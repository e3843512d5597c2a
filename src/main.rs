mod cache;
mod client;
mod config;
mod registry;
mod selection;
mod session;
mod tui;
mod ui;

use std::io::{self, BufRead, Write};
use std::path::PathBuf;
use std::sync::{Arc, Mutex};

use anyhow::{Context, Result, bail};
use clap::{CommandFactory, Parser};
use tracing::{info, warn};
use tracing_subscriber::EnvFilter;

use client::Client;
use config::{ConfigFile, Overrides, ResolvedConfig};
use registry::{FileDescriptor, Registry};
use selection::SelectionStore;
use session::{ChatSession, Outcome, Sender};

#[derive(Parser, Debug)]
#[command(
    name = "filechat",
    about = "Chat with a document QA server about the files you pick",
    long_about = None,
)]
struct Args {
    /// Question to ask directly (omit to enter interactive TUI mode)
    question: Option<String>,

    /// Profile to use from config file
    #[arg(short, long, env = "FILECHAT_PROFILE")]
    profile: Option<String>,

    /// Override server URL
    #[arg(long, env = "FILECHAT_ENDPOINT")]
    endpoint: Option<String>,

    /// Session cookie sent with every request
    #[arg(long, env = "FILECHAT_COOKIE", hide_env_values = true)]
    cookie: Option<String>,

    /// File id to attach to the question (repeatable)
    #[arg(short, long = "select", value_name = "ID")]
    select: Vec<String>,

    /// Read the file list from a JSON file instead of the server
    #[arg(long, value_name = "PATH")]
    registry: Option<PathBuf>,

    /// Write a default config file to ~/.config/filechat/config.toml and exit
    #[arg(long)]
    init: bool,

    /// List available profiles and exit
    #[arg(long)]
    profiles: bool,

    /// Generate shell completions and print to stdout (bash, zsh, fish, elvish)
    #[arg(long, value_name = "SHELL")]
    completions: Option<String>,

    /// Print the server's file cache status and exit
    #[arg(long)]
    cache_status: bool,

    /// Clear the server's file cache and exit
    #[arg(long)]
    clear_cache: bool,

    /// Skip the confirmation prompt for --clear-cache
    #[arg(short, long, requires = "clear_cache")]
    yes: bool,
}

#[tokio::main]
async fn main() -> Result<()> {
    let args = Args::parse();

    if let Err(e) = init_logging() {
        eprintln!("  logging disabled: {e:#}");
    }

    // ── --init ────────────────────────────────────────────────────────────────
    if args.init {
        let path = ConfigFile::write_default_if_missing()?;
        println!("Config written to: {}", path.display());
        println!("Edit it, then run: filechat");
        return Ok(());
    }

    // ── --completions ─────────────────────────────────────────────────────────
    if let Some(shell_name) = &args.completions {
        return generate_completions(shell_name);
    }

    let file = ConfigFile::load()?;

    // ── --profiles ────────────────────────────────────────────────────────────
    if args.profiles {
        print_profiles(&file);
        return Ok(());
    }

    let resolved = ResolvedConfig::resolve(
        &file,
        &Overrides {
            profile: args.profile.as_deref(),
            endpoint: args.endpoint.as_deref(),
            cookie: args.cookie.as_deref(),
            registry_file: args.registry.as_deref(),
        },
    );
    info!(profile = %resolved.profile_name, endpoint = %resolved.endpoint, "config resolved");

    let mut client = Client::new(resolved.endpoint.clone());
    if let Some(cookie) = &resolved.cookie {
        client.set_cookie(cookie.clone());
    }

    // ── Cache maintenance ─────────────────────────────────────────────────────
    if args.cache_status {
        return print_cache_status(&client).await;
    }
    if args.clear_cache {
        return clear_cache(&client, args.yes).await;
    }

    // ── Single-shot mode (non-TUI) ────────────────────────────────────────────
    if let Some(question) = args.question {
        return run_single_shot(question, &args.select, &resolved, &client).await;
    }

    // ── Interactive TUI mode ──────────────────────────────────────────────────
    tui::run(resolved, Arc::new(client)).await
}

// ── Logging ───────────────────────────────────────────────────────────────────

/// Route tracing output to the log file; the terminal belongs to the TUI.
fn init_logging() -> Result<()> {
    let path = config::log_path();
    if let Some(dir) = path.parent() {
        std::fs::create_dir_all(dir)
            .with_context(|| format!("Failed to create log directory {}", dir.display()))?;
    }
    let file = std::fs::OpenOptions::new()
        .create(true)
        .append(true)
        .open(&path)
        .with_context(|| format!("Failed to open log file {}", path.display()))?;

    let filter = EnvFilter::try_from_env("FILECHAT_LOG").unwrap_or_else(|_| EnvFilter::new("info"));
    tracing_subscriber::fmt()
        .with_env_filter(filter)
        .with_writer(Mutex::new(file))
        .with_ansi(false)
        .try_init()
        .map_err(|e| anyhow::anyhow!("{e}"))?;
    Ok(())
}

// ── Single-shot mode (plain stdout, no TUI) ───────────────────────────────────

async fn run_single_shot(
    question: String,
    select: &[String],
    resolved: &ResolvedConfig,
    client: &Client,
) -> Result<()> {
    let mut store = SelectionStore::new();
    if !select.is_empty() {
        let registry = load_registry(resolved, client).await;
        for id in select {
            match registry.find(id) {
                Some(file) => store.add(file),
                None => {
                    warn!(%id, "selected id is not in the file list");
                    store.add(&FileDescriptor::bare(id));
                }
            }
        }
    }

    println!();
    println!("  ▲ filechat  {}  ·  {}", resolved.profile_name, resolved.endpoint);
    if !store.is_empty() {
        let names: Vec<&str> = store.entries().iter().map(|e| e.name.as_str()).collect();
        println!("  files: {}", names.join(", "));
    } else {
        println!("  files: all");
    }
    println!();

    let mut session = ChatSession::new();
    session.set_input(question);
    let Some(outcome) = session.send(client, &store).await else {
        bail!("nothing to ask: the question is blank");
    };

    for msg in session.transcript() {
        let who = match msg.sender {
            Sender::User => "you",
            Sender::Bot => "bot",
        };
        if resolved.show_timestamps {
            println!("  {who} [{}]: {}", msg.timestamp, msg.text);
        } else {
            println!("  {who}: {}", msg.text);
        }
    }
    println!();

    if outcome == Outcome::Failed {
        bail!("request failed; details in {}", config::log_path().display());
    }
    Ok(())
}

/// File list for resolving `--select` ids. Failure leaves it empty so the ids
/// still go out as bare entries.
async fn load_registry(resolved: &ResolvedConfig, client: &Client) -> Registry {
    let result = match &resolved.registry_file {
        Some(path) => Registry::load_file(path),
        None => match client.directory().await {
            Ok(reply) => Registry::from_reply(reply),
            Err(e) => Err(anyhow::Error::new(e).context("Failed to fetch the file list")),
        },
    };
    result.unwrap_or_else(|e| {
        warn!(error = %format!("{e:#}"), "file list unavailable");
        eprintln!("  ⚠ file list unavailable ({e:#}); sending ids as given");
        Registry::default()
    })
}

// ── Cache maintenance ─────────────────────────────────────────────────────────

async fn print_cache_status(client: &Client) -> Result<()> {
    let status = client
        .cache_status()
        .await
        .context("Error getting cache status")?;
    match cache::status_report(&status) {
        Ok(report) => {
            println!("{report}");
            Ok(())
        }
        Err(reason) => bail!("Error getting cache status: {reason}"),
    }
}

async fn clear_cache(client: &Client, yes: bool) -> Result<()> {
    if !yes && !confirm(cache::CLEAR_CONFIRM_PROMPT)? {
        info!("confirmation declined");
        println!("Cancelled.");
        return Ok(());
    }
    info!("clearing server file cache");
    let result = client.clear_cache().await;
    println!("{}", cache::clear_report(&result));
    if let Err(e) = result {
        warn!(error = %e, "cache clear failed");
        std::process::exit(1);
    }
    Ok(())
}

/// Ask a yes/no question on stdin; anything but y/yes is a no.
fn confirm(prompt: &str) -> Result<bool> {
    print!("{prompt} [y/N] ");
    io::stdout().flush()?;
    let mut answer = String::new();
    io::stdin().lock().read_line(&mut answer)?;
    Ok(matches!(answer.trim().to_lowercase().as_str(), "y" | "yes"))
}

// ── Profiles & completions ────────────────────────────────────────────────────

fn print_profiles(file: &ConfigFile) {
    println!();
    println!("  Profiles");
    for name in file.profile_names() {
        let Some(p) = file.profiles.get(name) else { continue };
        let marker = if name == file.default_profile { " ←" } else { "" };
        println!("  {name}{marker}");
        println!("    endpoint     {}", p.endpoint);
        if let Some(path) = &p.registry_file {
            println!("    file list    {}", path.display());
        }
        println!("    cookie       {}", if p.cookie.is_some() { "set" } else { "none" });
        println!("    suggestions  {}", p.suggestions.len());
        println!();
    }
}

fn generate_completions(shell_name: &str) -> Result<()> {
    use clap_complete::{Shell, generate};

    let shell: Shell = match shell_name.to_lowercase().as_str() {
        "bash"    => Shell::Bash,
        "zsh"     => Shell::Zsh,
        "fish"    => Shell::Fish,
        "elvish"  => Shell::Elvish,
        _ => {
            eprintln!("Unknown shell: {shell_name}");
            eprintln!("Supported: bash, zsh, fish, elvish");
            std::process::exit(1);
        }
    };

    let mut cmd = Args::command();
    generate(shell, &mut cmd, "filechat", &mut io::stdout());
    Ok(())
}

★ ★ ★ ★ ★

• _Action item_: Only the count is needed: the number of lines in the data that include the word "Mutex".

• _Response area_: 2